● TASK BRIEF
From the listing below, pull out the lines that hold "const".

● THE INPUT
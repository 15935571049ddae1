//! Application configuration.

use serde::Deserialize;
use std::path::Path;

/// Application configuration.
#[derive(Debug, Clone, Deserialize)]
pub struct Config {
    /// Server configuration.
    pub server: ServerConfig,
    /// Database configuration.
    pub database: DatabaseConfig,
    /// Push delivery configuration.
    #[serde(default)]
    pub push: PushConfig,
}

/// Server configuration.
#[derive(Debug, Clone, Deserialize)]
pub struct ServerConfig {
    /// Host to bind to.
    #[serde(default = "default_host")]
    pub host: String,
    /// Port to bind to.
    #[serde(default = "default_port")]
    pub port: u16,
}

/// Database connection configuration.
#[derive(Debug, Clone, Deserialize)]
pub struct DatabaseConfig {
    /// `PostgreSQL` connection URL.
    pub url: String,
    /// Maximum number of connections in the pool.
    #[serde(default = "default_max_connections")]
    pub max_connections: u32,
    /// Minimum number of connections in the pool.
    #[serde(default = "default_min_connections")]
    pub min_connections: u32,
}

/// Push delivery provider configuration.
#[derive(Debug, Clone, Deserialize)]
pub struct PushConfig {
    /// Provider endpoint for batched sends.
    #[serde(default = "default_push_endpoint")]
    pub endpoint: String,
    /// Provider access token, if the project requires one.
    #[serde(default)]
    pub access_token: Option<String>,
}

impl Default for PushConfig {
    fn default() -> Self {
        Self {
            endpoint: default_push_endpoint(),
            access_token: None,
        }
    }
}

fn default_host() -> String {
    "0.0.0.0".to_string()
}

const fn default_port() -> u16 {
    3000
}

const fn default_max_connections() -> u32 {
    100
}

const fn default_min_connections() -> u32 {
    5
}

fn default_push_endpoint() -> String {
    "https://exp.host/--/api/v2/push/send".to_string()
}

impl Config {
    /// Load configuration from files and environment variables.
    ///
    /// Configuration is loaded in the following order:
    /// 1. `config/default.toml`
    /// 2. `config/{environment}.toml` (based on `FITFEED_ENV`)
    /// 3. Environment variables with `FITFEED_` prefix
    pub fn load() -> Result<Self, config::ConfigError> {
        dotenvy::dotenv().ok();

        let env = std::env::var("FITFEED_ENV").unwrap_or_else(|_| "development".to_string());

        let config = config::Config::builder()
            .add_source(config::File::with_name("config/default").required(false))
            .add_source(config::File::with_name(&format!("config/{env}")).required(false))
            .add_source(
                config::Environment::with_prefix("FITFEED")
                    .separator("__")
                    .try_parsing(true),
            )
            .build()?;

        config.try_deserialize()
    }

    /// Load configuration from a specific file.
    pub fn from_file<P: AsRef<Path>>(path: P) -> Result<Self, config::ConfigError> {
        let config = config::Config::builder()
            .add_source(config::File::from(path.as_ref()))
            .add_source(
                config::Environment::with_prefix("FITFEED")
                    .separator("__")
                    .try_parsing(true),
            )
            .build()?;

        config.try_deserialize()
    }
}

● FINAL ANSWER
const fn default_port() -> u16 {
const fn default_max_connections() -> u32 {
const fn default_min_connections() -> u32 {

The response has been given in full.